## Assignment
What is needed is an exact retyping of the records below, from the first line through the line that contains "--bg: #0d1117;".

## Task inputs

//! Dashboard CSS styles
//!
//! Contains all styling for the analyzer dashboard UI.
//! Uses CSS custom properties (variables) for theming.

pub const STYLES: &str = r"
* { box-sizing: border-box; margin: 0; padding: 0; }

:root {
    --bg: #0d1117;
    --card: #161b22;
    --border: #30363d;
    --text: #e6edf3;
    --text-dim: #8b949e;
    --green: #3fb950;
    --green-strong: #238636;
    --red: #f85149;
    --blue: #58a6ff;
}

body {
    font-family: -apple-system, BlinkMacSystemFont, 'Segoe UI', Roboto, sans-serif;
    background: var(--bg);
    color: var(--text);
    padding: 20px;
    min-height: 100vh;
}

.container { max-width: 1100px; margin: 0 auto; }

/* Header */
header {
    display: flex;
    justify-content: space-between;
    align-items: center;
    margin-bottom: 24px;
    padding-bottom: 16px;
    border-bottom: 1px solid var(--border);
}

h1 { font-size: 24px; font-weight: 600; color: #f0f6fc; }

.header-controls {
    display: flex;
    align-items: center;
    gap: 12px;
}

.refresh-time { font-size: 12px; color: var(--text-dim); }

/* Source Badge */
.status-badge {
    padding: 6px 12px;
    border-radius: 20px;
    font-size: 12px;
    font-weight: 600;
    text-transform: uppercase;
    background: rgba(88, 166, 255, 0.2);
    color: var(--blue);
}

/* Buttons */
.btn {
    padding: 8px 16px;
    border-radius: 8px;
    border: none;
    font-size: 13px;
    font-weight: 600;
    cursor: pointer;
    transition: all 0.2s;
}

.btn:disabled { opacity: 0.6; cursor: not-allowed; }
.btn-primary { background: var(--green-strong); color: #fff; }
.btn-primary:hover:not(:disabled) { background: #2ea043; }
.btn-secondary { background: var(--border); color: var(--text); }
.btn-secondary:hover:not(:disabled) { background: #3d444d; }

/* Grid Layout */
.grid {
    display: grid;
    grid-template-columns: 1fr;
    gap: 16px;
}

.wide { grid-column: 1 / -1; }

/* Cards */
.card {
    background: var(--card);
    border: 1px solid var(--border);
    border-radius: 12px;
    padding: 20px;
}

.card-header {
    display: flex;
    justify-content: space-between;
    align-items: center;
    margin-bottom: 16px;
}

.card-title {
    font-size: 14px;
    color: var(--text-dim);
    text-transform: uppercase;
    letter-spacing: 0.5px;
}

/* Selectors */
.selectors { display: flex; gap: 24px; flex-wrap: wrap; }
.selector { flex: 1; min-width: 220px; }
.selector label {
    display: block;
    font-size: 12px;
    color: var(--text-dim);
    text-transform: uppercase;
    margin-bottom: 6px;
}
.selector select {
    width: 100%;
    padding: 10px;
    border-radius: 8px;
    border: 1px solid var(--border);
    background: var(--bg);
    color: var(--text);
    font-size: 14px;
}

/* Chart */
#candleChart { width: 100%; display: block; }
.chart-note { font-size: 12px; color: var(--text-dim); margin-top: 8px; }

.price-banner {
    font-size: 20px;
    font-weight: 700;
    color: var(--blue);
}

/* Analysis */
.analysis-box {
    background: rgba(88, 166, 255, 0.06);
    border: 1px solid var(--border);
    border-radius: 8px;
    padding: 16px;
    font-size: 14px;
    line-height: 1.6;
    white-space: pre-wrap;
    min-height: 60px;
}

.analysis-box.error { border-color: var(--red); color: var(--red); }

/* Responsive */
@media (max-width: 600px) {
    header { flex-direction: column; gap: 12px; }
    .header-controls { flex-wrap: wrap; justify-content: center; }
    .selectors { flex-direction: column; }
}
";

## Reply
//! Dashboard CSS styles
//!
//! Contains all styling for the analyzer dashboard UI.
//! Uses CSS custom properties (variables) for theming.

pub const STYLES: &str = r"
* { box-sizing: border-box; margin: 0; padding: 0; }

:root {
    --bg: #0d1117;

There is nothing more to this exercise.